1

There are 1 billion integers stored in a file. One line per integer. Memory can support loading of 1 million integers at a time. We need to display 100 largest integers.

My thoughts :

  1. Use a max heap data structure of size 100.
  2. Take 1st million integers from the file and put in the heap.
Aditya Joshee
  • 137
  • 1
  • 3
  • 11
  • This is the time to learn about priority queue. – MBo Apr 21 '16 at 08:59
  • @MBo : I thought about priority queue. It is implemented in a heap data structure.
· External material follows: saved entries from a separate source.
//! Ollama REST client for the optional backends.
//!
//! Used **only** for:
//! - Hosted intent/slot classification (`/api/generate`)
//! - Label and synonym embeddings (`/api/embed`)
//!
//! Both are optional. Every request carries a bounded timeout, and every
//! failure is a [`BackendError`] that callers turn into the deterministic
//! fallback. Nothing here retries.

use std::io;
use std::time::Duration;

use crate::config::OllamaSection;
use crate::error::{BackendError, BackendResult};

const BACKEND: &str = "ollama";

/// Timeout for the availability probe.
const PROBE_TIMEOUT: Duration = Duration::from_secs(2);

/// Configuration for the Ollama client.
#[derive(Debug, Clone)]
pub struct OllamaConfig {
    /// Base URL for the Ollama API.
    pub base_url: String,
    /// Generation model.
    pub model: String,
    /// Embedding model.
    pub embed_model: String,
    /// Request timeout in seconds.
    pub timeout_secs: u64,
}

impl Default for OllamaConfig {
    fn default() -> Self {
        Self::from(&OllamaSection::default())
    }
}

impl From<&OllamaSection> for OllamaConfig {
    fn from(section: &OllamaSection) -> Self {
        Self {
            base_url: section.base_url.trim_end_matches('/').to_string(),
            model: section.model.clone(),
            embed_model: section.embed_model.clone(),
            timeout_secs: section.timeout_secs.max(1),
        }
    }
}

/// Client for the Ollama REST API.
#[derive(Clone)]
pub struct OllamaClient {
    config: OllamaConfig,
    available: bool,
}

impl OllamaClient {
    /// Create a client. It reports unavailable until [`probe`](Self::probe)
    /// succeeds.
    pub fn new(config: OllamaConfig) -> Self {
        Self {
            config,
            available: false,
        }
    }

    /// Check that the server answers `/api/tags`.
    pub fn probe(&mut self) -> bool {
        let url = format!("{}/api/tags", self.config.base_url);
        let agent = ureq::AgentBuilder::new().timeout(PROBE_TIMEOUT).build();
        self.available = matches!(agent.get(&url).call(), Ok(resp) if resp.status() == 200);
        tracing::debug!(url = %url, available = self.available, "probed ollama");
        self.available
    }

    pub fn is_available(&self) -> bool {
        self.available
    }

    pub fn config(&self) -> &OllamaConfig {
        &self.config
    }

    fn unavailable(&self, message: impl Into<String>) -> BackendError {
        BackendError::Unavailable {
            backend: BACKEND.into(),
            message: message.into(),
        }
    }

    fn malformed(message: impl Into<String>) -> BackendError {
        BackendError::Malformed {
            backend: BACKEND.into(),
            message: message.into(),
        }
    }

    fn post_json(&self, path: &str, body: &serde_json::Value) -> BackendResult<serde_json::Value> {
        if !self.available {
            return Err(self.unavailable(format!("not reachable at {}", self.config.base_url)));
        }

        let url = format!("{}{path}", self.config.base_url);
        let agent = ureq::AgentBuilder::new()
            .timeout(Duration::from_secs(self.config.timeout_secs))
            .build();

        let body_str = serde_json::to_string(body)
            .map_err(|e| Self::malformed(format!("JSON serialize error: {e}")))?;

        let resp = agent
            .post(&url)
            .set("Content-Type", "application/json")
            .send_string(&body_str)
            .map_err(|e: ureq::Error| {
                if is_timeout(&e) {
                    BackendError::Timeout {
                        backend: BACKEND.into(),
                        timeout_secs: self.config.timeout_secs,
                    }
                } else {
                    self.unavailable(e.to_string())
                }
            })?;

        let resp_str = resp
            .into_string()
            .map_err(|e| Self::malformed(e.to_string()))?;

        serde_json::from_str(&resp_str).map_err(|e| Self::malformed(e.to_string()))
    }

    /// Generate a completion for `prompt`.
    pub fn generate(&self, prompt: &str, system: Option<&str>) -> BackendResult<String> {
        let mut body = serde_json::json!({
            "model": self.config.model,
            "prompt": prompt,
            "stream": false,
            "format": "json",
        });
        if let Some(sys) = system {
            body["system"] = serde_json::Value::String(sys.to_string());
        }

        let json = self.post_json("/api/generate", &body)?;
        json["response"]
            .as_str()
            .map(|s| s.to_string())
            .ok_or_else(|| Self::malformed("missing 'response' field"))
    }

    /// Embed a batch of texts.
    pub fn embed(&self, texts: &[String]) -> BackendResult<Vec<Vec<f32>>> {
        let body = serde_json::json!({
            "model": self.config.embed_model,
            "input": texts,
        });

        let json = self.post_json("/api/embed", &body)?;
        let rows = json["embeddings"]
            .as_array()
            .ok_or_else(|| Self::malformed("missing 'embeddings' array"))?;

        rows.iter()
            .map(|row| -> BackendResult<Vec<f32>> {
                row.as_array()
                    .ok_or_else(|| Self::malformed("embedding is not an array"))?
                    .iter()
                    .map(|x| {
                        x.as_f64()
                            .map(|f| f as f32)
                            .ok_or_else(|| Self::malformed("embedding component is not a number"))
                    })
                    .collect()
            })
            .collect()
    }
}

impl std::fmt::Debug for OllamaClient {
    fn fmt(&self, f: &mut std::fmt::Formatter<'_>) -> std::fmt::Result {
        f.debug_struct("OllamaClient")
            .field("base_url", &self.config.base_url)
            .field("model", &self.config.model)
            .field("embed_model", &self.config.embed_model)
            .field("available", &self.available)
            .finish()
    }
}

/// Transport failure caused by an expired socket deadline.
fn is_timeout(err: &ureq::Error) -> bool {
    let ureq::Error::Transport(transport) = err else {
        return false;
    };
    std::error::Error::source(transport)
        .and_then(|source| source.downcast_ref::<io::Error>())
        .is_some_and(|io| matches!(io.kind(), io::ErrorKind::TimedOut | io::ErrorKind::WouldBlock))
}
I can have a max heap of the first 1 million number I read, but what next? – Aditya Joshee Apr 21 '16 at 09:05
  • 1
    See http://stackoverflow.com/questions/7746648/throwing-the-fattest-people-off-of-an-overloaded-airplane/7746745#7746745 for the general idea. – Jim Mischel Apr 21 '16 at 12:22
  • Possible duplicate of [Retrieving the top 100 numbers from one hundred million of numbers](http://stackoverflow.com/questions/2550624/retrieving-the-top-100-numbers-from-one-hundred-million-of-numbers) – Adrian McCarthy Dec 15 '16 at 00:28

2 Answers2

4

Build min-heap for the first 100 elements.

For every new element check - if it larger than heap top, remove top, insert new element.

Heap size always is 100. So overall complexity is O(N * log(100)) = O(N)
(in common case of k top values - O(N log k))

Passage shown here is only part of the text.